Data supplied
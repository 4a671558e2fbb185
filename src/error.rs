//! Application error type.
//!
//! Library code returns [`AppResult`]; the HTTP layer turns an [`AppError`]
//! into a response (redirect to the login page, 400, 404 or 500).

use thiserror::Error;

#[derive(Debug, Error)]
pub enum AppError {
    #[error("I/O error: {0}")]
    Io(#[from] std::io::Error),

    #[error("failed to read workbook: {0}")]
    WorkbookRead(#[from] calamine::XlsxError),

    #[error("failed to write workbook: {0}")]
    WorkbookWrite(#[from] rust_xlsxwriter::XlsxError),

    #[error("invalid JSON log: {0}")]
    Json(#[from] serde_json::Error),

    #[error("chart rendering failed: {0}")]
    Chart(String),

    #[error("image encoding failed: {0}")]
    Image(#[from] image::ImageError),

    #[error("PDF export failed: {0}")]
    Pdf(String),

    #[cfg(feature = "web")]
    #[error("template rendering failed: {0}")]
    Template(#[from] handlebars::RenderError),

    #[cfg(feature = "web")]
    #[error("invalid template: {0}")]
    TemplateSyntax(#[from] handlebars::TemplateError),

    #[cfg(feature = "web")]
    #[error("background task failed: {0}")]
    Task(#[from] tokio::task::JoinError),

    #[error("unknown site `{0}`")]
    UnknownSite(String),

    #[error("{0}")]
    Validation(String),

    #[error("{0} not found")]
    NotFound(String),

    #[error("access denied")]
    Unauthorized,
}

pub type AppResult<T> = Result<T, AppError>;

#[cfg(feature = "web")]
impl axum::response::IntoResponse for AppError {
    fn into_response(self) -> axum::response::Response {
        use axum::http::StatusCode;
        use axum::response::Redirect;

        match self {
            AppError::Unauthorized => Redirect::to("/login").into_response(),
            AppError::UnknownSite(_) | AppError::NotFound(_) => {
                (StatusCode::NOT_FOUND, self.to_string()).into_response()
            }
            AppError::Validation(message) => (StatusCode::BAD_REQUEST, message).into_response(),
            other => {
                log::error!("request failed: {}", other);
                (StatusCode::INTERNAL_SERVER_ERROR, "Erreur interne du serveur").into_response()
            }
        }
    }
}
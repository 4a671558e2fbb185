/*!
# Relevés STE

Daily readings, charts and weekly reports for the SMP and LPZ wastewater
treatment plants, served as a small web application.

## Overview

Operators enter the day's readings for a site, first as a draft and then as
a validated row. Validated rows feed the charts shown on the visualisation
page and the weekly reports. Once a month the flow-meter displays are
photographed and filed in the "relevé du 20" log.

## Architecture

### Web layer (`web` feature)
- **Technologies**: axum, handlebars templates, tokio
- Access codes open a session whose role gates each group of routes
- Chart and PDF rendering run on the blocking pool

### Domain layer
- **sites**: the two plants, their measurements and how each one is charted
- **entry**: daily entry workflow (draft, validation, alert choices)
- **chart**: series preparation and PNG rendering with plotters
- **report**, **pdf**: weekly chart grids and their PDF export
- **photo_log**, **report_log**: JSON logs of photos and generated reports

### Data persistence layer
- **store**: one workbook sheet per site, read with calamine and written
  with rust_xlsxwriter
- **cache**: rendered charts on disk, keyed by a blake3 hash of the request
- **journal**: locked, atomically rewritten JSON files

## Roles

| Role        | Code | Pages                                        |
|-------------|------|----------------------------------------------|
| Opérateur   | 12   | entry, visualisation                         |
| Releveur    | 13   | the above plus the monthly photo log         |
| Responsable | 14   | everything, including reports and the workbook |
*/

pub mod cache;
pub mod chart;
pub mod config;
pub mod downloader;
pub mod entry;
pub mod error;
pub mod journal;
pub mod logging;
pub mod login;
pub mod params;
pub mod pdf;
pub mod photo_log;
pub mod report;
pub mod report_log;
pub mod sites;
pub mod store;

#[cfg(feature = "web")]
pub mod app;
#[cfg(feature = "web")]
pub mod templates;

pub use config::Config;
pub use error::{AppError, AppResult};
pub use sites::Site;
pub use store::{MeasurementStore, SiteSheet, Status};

==

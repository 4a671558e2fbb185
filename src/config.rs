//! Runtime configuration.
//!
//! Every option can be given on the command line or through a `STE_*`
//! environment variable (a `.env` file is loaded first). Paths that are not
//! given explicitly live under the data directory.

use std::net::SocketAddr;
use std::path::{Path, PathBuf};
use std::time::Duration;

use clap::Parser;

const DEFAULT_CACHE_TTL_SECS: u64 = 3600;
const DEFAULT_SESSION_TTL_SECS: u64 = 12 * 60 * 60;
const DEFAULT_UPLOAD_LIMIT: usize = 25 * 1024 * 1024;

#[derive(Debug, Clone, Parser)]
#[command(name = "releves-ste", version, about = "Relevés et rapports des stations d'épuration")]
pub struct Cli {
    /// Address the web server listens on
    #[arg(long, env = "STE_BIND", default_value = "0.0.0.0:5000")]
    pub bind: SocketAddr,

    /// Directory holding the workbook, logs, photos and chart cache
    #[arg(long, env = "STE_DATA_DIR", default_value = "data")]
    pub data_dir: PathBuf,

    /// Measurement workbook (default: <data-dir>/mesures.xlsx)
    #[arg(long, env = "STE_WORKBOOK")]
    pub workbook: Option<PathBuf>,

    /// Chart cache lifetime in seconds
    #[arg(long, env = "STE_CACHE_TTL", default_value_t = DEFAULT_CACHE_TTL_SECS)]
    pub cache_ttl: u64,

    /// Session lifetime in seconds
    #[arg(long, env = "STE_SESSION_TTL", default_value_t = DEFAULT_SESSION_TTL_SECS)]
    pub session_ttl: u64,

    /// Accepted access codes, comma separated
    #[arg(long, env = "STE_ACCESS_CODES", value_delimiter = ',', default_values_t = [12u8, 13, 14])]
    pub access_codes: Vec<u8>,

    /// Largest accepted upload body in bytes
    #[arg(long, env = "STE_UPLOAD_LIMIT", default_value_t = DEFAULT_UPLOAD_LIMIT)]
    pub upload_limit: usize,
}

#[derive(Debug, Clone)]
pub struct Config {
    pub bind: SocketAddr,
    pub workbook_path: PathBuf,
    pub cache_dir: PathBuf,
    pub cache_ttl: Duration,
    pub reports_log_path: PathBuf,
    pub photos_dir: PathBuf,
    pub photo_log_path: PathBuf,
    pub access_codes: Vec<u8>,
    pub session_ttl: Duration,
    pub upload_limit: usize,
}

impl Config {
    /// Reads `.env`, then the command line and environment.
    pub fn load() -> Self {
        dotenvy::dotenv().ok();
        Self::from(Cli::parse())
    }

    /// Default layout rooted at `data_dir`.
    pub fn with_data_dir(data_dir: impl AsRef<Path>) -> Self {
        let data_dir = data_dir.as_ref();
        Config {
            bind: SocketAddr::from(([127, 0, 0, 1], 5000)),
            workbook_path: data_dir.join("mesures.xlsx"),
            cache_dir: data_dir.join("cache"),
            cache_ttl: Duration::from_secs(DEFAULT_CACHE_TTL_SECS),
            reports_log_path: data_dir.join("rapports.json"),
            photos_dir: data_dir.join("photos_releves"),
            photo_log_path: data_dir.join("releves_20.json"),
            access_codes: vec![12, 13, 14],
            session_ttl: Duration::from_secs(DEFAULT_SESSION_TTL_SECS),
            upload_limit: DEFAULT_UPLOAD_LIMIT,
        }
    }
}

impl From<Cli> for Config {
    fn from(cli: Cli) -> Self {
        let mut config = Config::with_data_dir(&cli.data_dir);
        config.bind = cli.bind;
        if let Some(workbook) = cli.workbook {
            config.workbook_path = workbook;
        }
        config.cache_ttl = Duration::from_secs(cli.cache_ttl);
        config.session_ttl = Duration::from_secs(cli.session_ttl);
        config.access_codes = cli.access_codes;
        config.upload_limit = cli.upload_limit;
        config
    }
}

Task statement
From the entries above, tally every line holding the string "entry". Give only the count.

Solution below
3